■ Assignment: Using the listing below, set down exactly the lines starting at the line that contains "Self::UInt(u64::from(v))" and ending at the line that contains "fn from(r: Reference)", both included, and no others.

■ Data supplied:
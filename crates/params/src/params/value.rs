//! Parameter values.
//!
//! A [`Value`] is either a literal (integer, bool, cycle count, enum variant,
//! child instance) or a [`Reference`] that is bound to a concrete value only
//! when the owning instance tree is finalized.

use std::fmt;
use std::str::FromStr;

use serde::{Deserialize, Serialize};

use crate::common::{ConfigError, Result};
use crate::instance::ConfigurationInstance;

/// A duration measured in simulated clock cycles.
#[derive(
    Debug, Clone, Copy, Default, PartialEq, Eq, PartialOrd, Ord, Hash, Serialize, Deserialize,
)]
#[serde(transparent)]
pub struct Cycles(pub u64);

impl Cycles {
    /// Raw cycle count.
    #[inline]
    pub const fn get(self) -> u64 {
        self.0
    }
}

impl fmt::Display for Cycles {
    fn fmt(&self, f: &mut fmt::Formatter<'_>) -> fmt::Result {
        write!(f, "{} cycles", self.0)
    }
}

impl From<u64> for Cycles {
    fn from(n: u64) -> Self {
        Self(n)
    }
}

/// Which instance a [`Reference`] reads from.
#[derive(Debug, Clone, Copy, PartialEq, Eq, Hash)]
pub enum RefTarget {
    /// The instance holding the reference (`Self.<param>`).
    This,
    /// The nearest enclosing instance whose schema declares the parameter
    /// (`Parent.<param>`).
    Parent,
}

impl RefTarget {
    /// Keyword used in reference text.
    pub const fn keyword(self) -> &'static str {
        match self {
            Self::This => "Self",
            Self::Parent => "Parent",
        }
    }
}

/// A deferred value: "read parameter `param` from `target`".
#[derive(Debug, Clone, PartialEq, Eq, Hash)]
pub struct Reference {
    target: RefTarget,
    param: String,
}

impl Reference {
    /// Reference to a parameter of the nearest enclosing instance that declares it.
    pub fn parent(param: impl Into<String>) -> Self {
        Self {
            target: RefTarget::Parent,
            param: param.into(),
        }
    }

    /// Reference to another parameter of the same instance.
    pub fn this(param: impl Into<String>) -> Self {
        Self {
            target: RefTarget::This,
            param: param.into(),
        }
    }

    /// Where the reference looks.
    pub const fn target(&self) -> RefTarget {
        self.target
    }

    /// Parameter name read from the target.
    pub fn param(&self) -> &str {
        &self.param
    }
}

impl fmt::Display for Reference {
    fn fmt(&self, f: &mut fmt::Formatter<'_>) -> fmt::Result {
        write!(f, "{}.{}", self.target.keyword(), self.param)
    }
}

impl FromStr for Reference {
    type Err = ConfigError;

    /// Parses `Self.<param>` or `Parent.<param>`.
    fn from_str(s: &str) -> Result<Self> {
        let invalid = || ConfigError::InvalidReference {
            text: s.to_string(),
        };
        let (head, param) = s.trim().split_once('.').ok_or_else(invalid)?;
        if param.is_empty() || param.contains('.') {
            return Err(invalid());
        }
        match head {
            "Self" => Ok(Self::this(param)),
            "Parent" => Ok(Self::parent(param)),
            _ => Err(invalid()),
        }
    }
}

/// A parameter value as stored on a configuration instance.
#[derive(Debug, Clone)]
pub enum Value {
    /// Unsigned integer literal.
    UInt(u64),
    /// Signed integer literal.
    Int(i64),
    /// Boolean literal.
    Bool(bool),
    /// Cycle count literal.
    Cycles(Cycles),
    /// Enumeration variant name; the enumeration comes from the parameter's kind.
    Enum(String),
    /// Child configuration instance held by an object-reference parameter.
    Object(Box<ConfigurationInstance>),
    /// Deferred reference, bound at finalize.
    Ref(Reference),
}

impl Value {
    /// Short description of the value's representation, used in mismatch errors.
    pub const fn describe(&self) -> &'static str {
        match self {
            Self::UInt(_) => "unsigned integer",
            Self::Int(_) => "signed integer",
            Self::Bool(_) => "bool",
            Self::Cycles(_) => "cycle count",
            Self::Enum(_) => "enum variant",
            Self::Object(_) => "object",
            Self::Ref(_) => "reference",
        }
    }

    /// Whether the value is a deferred reference.
    pub const fn is_reference(&self) -> bool {
        matches!(self, Self::Ref(_))
    }

    /// Child instance, if this is an object value.
    pub fn as_object(&self) -> Option<&ConfigurationInstance> {
        match self {
            Self::Object(inst) => Some(inst),
            _ => None,
        }
    }
}

impl PartialEq for Value {
    fn eq(&self, other: &Self) -> bool {
        match (self, other) {
            (Self::UInt(a), Self::UInt(b)) => a == b,
            (Self::Int(a), Self::Int(b)) => a == b,
            (Self::Bool(a), Self::Bool(b)) => a == b,
            (Self::Cycles(a), Self::Cycles(b)) => a == b,
            (Self::Enum(a), Self::Enum(b)) => a == b,
            (Self::Object(a), Self::Object(b)) => a == b,
            (Self::Ref(a), Self::Ref(b)) => a == b,
            _ => false,
        }
    }
}

impl fmt::Display for Value {
    fn fmt(&self, f: &mut fmt::Formatter<'_>) -> fmt::Result {
        match self {
            Self::UInt(v) => write!(f, "{v}"),
            Self::Int(v) => write!(f, "{v}"),
            Self::Bool(v) => write!(f, "{v}"),
            Self::Cycles(c) => write!(f, "{c}"),
            Self::Enum(v) => write!(f, "'{v}'"),
            Self::Object(inst) => write!(f, "<{} instance>", inst.type_name()),
            Self::Ref(r) => write!(f, "{r}"),
        }
    }
}

impl From<u32> for Value {
    fn from(v: u32) -> Self {
        Self::UInt(u64::from(v))
    }
}

impl From<u64> for Value {
    fn from(v: u64) -> Self {
        Self::UInt(v)
    }
}

impl From<i32> for Value {
    fn from(v: i32) -> Self {
        Self::Int(i64::from(v))
    }
}

impl From<i64> for Value {
    fn from(v: i64) -> Self {
        Self::Int(v)
    }
}

impl From<bool> for Value {
    fn from(v: bool) -> Self {
        Self::Bool(v)
    }
}

impl From<Cycles> for Value {
    fn from(v: Cycles) -> Self {
        Self::Cycles(v)
    }
}

impl From<&str> for Value {
    fn from(v: &str) -> Self {
        Self::Enum(v.to_string())
    }
}

impl From<String> for Value {
    fn from(v: String) -> Self {
        Self::Enum(v)
    }
}

impl From<Reference> for Value {
    fn from(r: Reference) -> Self {
        Self::Ref(r)
    }
}

impl From<ConfigurationInstance> for Value {
    fn from(inst: ConfigurationInstance) -> Self {
        Self::Object(Box::new(inst))
    }
}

■ Written answer:
        Self::UInt(u64::from(v))
    }
}

impl From<u64> for Value {
    fn from(v: u64) -> Self {
        Self::UInt(v)
    }
}

impl From<i32> for Value {
    fn from(v: i32) -> Self {
        Self::Int(i64::from(v))
    }
}

impl From<i64> for Value {
    fn from(v: i64) -> Self {
        Self::Int(v)
    }
}

impl From<bool> for Value {
    fn from(v: bool) -> Self {
        Self::Bool(v)
    }
}

impl From<Cycles> for Value {
    fn from(v: Cycles) -> Self {
        Self::Cycles(v)
    }
}

impl From<&str> for Value {
    fn from(v: &str) -> Self {
        Self::Enum(v.to_string())
    }
}

impl From<String> for Value {
    fn from(v: String) -> Self {
        Self::Enum(v)
    }
}

impl From<Reference> for Value {
    fn from(r: Reference) -> Self {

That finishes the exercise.